Bill Nye: Philae, in Latin we would say Philae is going to hook up, going to connect, going to touch the comet. It’s really an extraordinary thing and it’s done by the European Space Agency. The mission has lasted ten years I think because the distances in space are just enormous. There’s a lot of space in space. And for those of you who have not done this please visit planetary.org and look at the photographs, the pictures coming back from this thing. You can see what people have speculated a lot about the nature of cometary bodies – comets and asteroids is they’re not a single rock. It’s a gravel, rubble pile as we like to say. These rocks are held together by their tiny but nevertheless non-zero amount of gravity.

Just rendezvousing with this comet is an extraordinary thing. Compared to the vastness of space it’s a very, very small object. Yet it is part of the primordial solar system. There’s going to be something there that no one’s ever thought of. We’re going to make discoveries that no one has imagined yet. And we’re going to have this adventure. This is the thing about exploration. When you explore you’re going to have two things. You’re going to make discoveries. There’ll be stuff out there that no one’s thought of – something about ice, something about rocks, something about gravity, something about orbital motion, something about iridium – I’m making that up.
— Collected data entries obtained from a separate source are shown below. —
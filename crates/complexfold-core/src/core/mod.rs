//! # Core Module
//!
//! Foundational data structures and numeric primitives shared by the loss functions and the
//! learned modules.
//!
//! ## Architecture
//!
//! - **Geometry** ([`geometry`]) - Batched rigid frames on tensors and host-side rigid transforms
//! - **Residue Constants** ([`constants`]) - Rigid-group templates for amino acids and nucleotides,
//!   unified into one table and cached per dtype and device
//! - **Residue Models** ([`models`]) - Residue vocabulary (butype) and the residue partition
//! - **Utilities** ([`utils`]) - Batch flattening, table lookups, chunked evaluation and in-place ops

pub mod constants;
pub mod geometry;
pub mod models;
pub mod utils;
Something about elements that we don’t think about too much. And you’re going to have an adventure. There’s going to be an adventure. Landing this spacecraft, watching the object come closer and closer. That’s going to be exciting. And as we say all the time, what are you guys going to find out there? We don’t know what we’re going to find and that’s why we’re looking. And as I like to always do I tie it back to the only preventable natural disaster which is the earth getting hit with an asteroid.